(EXERCISE MATERIALS begins)

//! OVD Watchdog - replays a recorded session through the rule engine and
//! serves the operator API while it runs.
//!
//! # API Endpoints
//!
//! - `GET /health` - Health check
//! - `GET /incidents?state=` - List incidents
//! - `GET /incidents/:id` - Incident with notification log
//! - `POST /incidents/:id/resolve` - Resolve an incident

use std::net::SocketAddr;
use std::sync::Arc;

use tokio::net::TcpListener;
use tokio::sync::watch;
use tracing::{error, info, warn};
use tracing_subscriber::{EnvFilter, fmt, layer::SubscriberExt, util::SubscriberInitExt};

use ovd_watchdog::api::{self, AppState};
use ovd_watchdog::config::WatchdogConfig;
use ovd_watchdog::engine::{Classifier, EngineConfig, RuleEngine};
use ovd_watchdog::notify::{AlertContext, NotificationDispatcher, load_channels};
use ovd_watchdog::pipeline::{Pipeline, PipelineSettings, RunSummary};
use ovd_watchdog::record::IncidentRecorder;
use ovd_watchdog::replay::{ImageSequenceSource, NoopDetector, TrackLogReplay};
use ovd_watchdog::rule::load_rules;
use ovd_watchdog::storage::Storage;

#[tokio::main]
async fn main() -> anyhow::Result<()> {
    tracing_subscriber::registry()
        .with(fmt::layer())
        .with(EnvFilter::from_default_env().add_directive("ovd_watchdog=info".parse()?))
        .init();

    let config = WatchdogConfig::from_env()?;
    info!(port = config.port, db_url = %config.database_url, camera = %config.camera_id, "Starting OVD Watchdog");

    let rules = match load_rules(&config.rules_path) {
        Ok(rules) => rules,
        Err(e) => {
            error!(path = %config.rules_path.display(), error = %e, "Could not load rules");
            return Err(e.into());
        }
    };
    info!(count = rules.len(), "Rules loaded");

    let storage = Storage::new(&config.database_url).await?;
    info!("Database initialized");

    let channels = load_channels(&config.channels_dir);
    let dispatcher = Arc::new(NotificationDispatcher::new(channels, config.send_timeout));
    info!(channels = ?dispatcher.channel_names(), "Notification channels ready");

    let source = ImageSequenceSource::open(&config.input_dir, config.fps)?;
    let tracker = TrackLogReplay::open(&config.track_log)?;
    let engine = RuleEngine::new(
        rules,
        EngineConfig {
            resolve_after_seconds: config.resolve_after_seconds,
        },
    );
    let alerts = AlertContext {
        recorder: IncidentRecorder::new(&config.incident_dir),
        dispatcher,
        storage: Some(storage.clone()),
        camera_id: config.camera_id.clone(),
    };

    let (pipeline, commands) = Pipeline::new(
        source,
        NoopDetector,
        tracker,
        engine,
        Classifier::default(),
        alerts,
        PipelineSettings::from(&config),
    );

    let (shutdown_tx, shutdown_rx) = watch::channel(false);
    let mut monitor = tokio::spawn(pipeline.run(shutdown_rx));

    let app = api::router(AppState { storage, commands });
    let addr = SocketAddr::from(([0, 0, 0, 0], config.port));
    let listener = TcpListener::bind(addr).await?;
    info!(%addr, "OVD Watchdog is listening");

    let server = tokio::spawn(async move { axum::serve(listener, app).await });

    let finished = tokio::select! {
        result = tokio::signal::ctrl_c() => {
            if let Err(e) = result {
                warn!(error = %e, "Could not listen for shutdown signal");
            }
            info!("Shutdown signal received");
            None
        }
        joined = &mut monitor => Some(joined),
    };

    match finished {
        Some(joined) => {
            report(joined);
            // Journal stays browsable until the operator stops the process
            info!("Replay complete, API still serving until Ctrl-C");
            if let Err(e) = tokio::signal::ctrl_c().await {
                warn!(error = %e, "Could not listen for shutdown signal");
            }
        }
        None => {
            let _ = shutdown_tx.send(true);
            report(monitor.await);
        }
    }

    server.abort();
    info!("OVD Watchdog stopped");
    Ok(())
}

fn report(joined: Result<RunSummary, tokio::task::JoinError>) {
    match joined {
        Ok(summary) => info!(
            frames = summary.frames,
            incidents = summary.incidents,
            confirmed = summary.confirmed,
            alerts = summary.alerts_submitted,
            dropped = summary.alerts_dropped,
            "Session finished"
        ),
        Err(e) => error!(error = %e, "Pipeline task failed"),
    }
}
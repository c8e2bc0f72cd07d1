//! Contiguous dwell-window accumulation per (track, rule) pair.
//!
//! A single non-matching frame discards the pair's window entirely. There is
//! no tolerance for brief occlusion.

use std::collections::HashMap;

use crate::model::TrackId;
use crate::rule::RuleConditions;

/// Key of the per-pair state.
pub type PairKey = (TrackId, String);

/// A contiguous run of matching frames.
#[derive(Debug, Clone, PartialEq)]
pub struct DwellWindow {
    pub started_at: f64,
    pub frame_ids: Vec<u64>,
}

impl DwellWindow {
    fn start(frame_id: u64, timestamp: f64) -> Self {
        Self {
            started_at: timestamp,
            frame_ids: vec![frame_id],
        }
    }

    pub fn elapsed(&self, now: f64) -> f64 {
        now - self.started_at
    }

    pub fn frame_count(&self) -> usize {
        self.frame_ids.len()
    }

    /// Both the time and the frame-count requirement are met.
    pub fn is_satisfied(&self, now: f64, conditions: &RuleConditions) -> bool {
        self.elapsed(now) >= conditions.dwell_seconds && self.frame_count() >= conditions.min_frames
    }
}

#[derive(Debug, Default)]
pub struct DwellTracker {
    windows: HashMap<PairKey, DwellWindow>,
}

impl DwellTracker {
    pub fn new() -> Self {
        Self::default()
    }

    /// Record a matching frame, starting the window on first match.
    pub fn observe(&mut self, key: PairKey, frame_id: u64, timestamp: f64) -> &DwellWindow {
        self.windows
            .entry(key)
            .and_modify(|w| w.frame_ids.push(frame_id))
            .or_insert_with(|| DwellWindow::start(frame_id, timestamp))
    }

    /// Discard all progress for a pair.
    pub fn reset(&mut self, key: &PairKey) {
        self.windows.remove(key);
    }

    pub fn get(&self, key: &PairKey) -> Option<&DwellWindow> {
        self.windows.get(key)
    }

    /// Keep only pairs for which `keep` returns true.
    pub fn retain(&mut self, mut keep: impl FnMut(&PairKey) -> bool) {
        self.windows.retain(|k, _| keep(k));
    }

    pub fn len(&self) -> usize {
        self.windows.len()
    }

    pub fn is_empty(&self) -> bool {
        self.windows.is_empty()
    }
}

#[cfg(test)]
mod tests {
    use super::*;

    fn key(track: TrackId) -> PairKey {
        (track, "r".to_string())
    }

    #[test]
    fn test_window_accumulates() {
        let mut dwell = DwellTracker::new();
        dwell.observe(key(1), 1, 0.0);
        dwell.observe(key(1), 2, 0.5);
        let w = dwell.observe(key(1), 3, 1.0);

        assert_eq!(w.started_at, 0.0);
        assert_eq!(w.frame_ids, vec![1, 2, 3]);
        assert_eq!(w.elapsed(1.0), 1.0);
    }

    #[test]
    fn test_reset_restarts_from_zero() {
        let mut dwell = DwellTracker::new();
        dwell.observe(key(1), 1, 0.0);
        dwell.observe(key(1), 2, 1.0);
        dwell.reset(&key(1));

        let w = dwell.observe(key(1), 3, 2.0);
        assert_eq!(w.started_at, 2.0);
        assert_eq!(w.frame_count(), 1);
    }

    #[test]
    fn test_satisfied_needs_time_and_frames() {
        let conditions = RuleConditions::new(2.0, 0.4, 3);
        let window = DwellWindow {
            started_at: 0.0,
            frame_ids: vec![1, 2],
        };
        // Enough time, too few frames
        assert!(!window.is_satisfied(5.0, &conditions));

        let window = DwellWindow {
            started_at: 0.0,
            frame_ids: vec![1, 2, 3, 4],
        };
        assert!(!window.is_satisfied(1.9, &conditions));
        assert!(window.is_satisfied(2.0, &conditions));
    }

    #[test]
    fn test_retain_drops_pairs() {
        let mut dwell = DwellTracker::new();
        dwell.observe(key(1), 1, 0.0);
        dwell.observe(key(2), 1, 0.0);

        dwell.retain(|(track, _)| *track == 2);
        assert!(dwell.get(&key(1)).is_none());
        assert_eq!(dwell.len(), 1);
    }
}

(EXERCISE MATERIALS ends)

• **WHAT IS EXPECTED**: Transcribe the lines from the first line of the records through the line that contains "with notification log", both included, and add nothing else.

• **EXERCISE RESULT**:
//! OVD Watchdog - replays a recorded session through the rule engine and
//! serves the operator API while it runs.
//!
//! # API Endpoints
//!
//! - `GET /health` - Health check
//! - `GET /incidents?state=` - List incidents
//! - `GET /incidents/:id` - Incident with notification log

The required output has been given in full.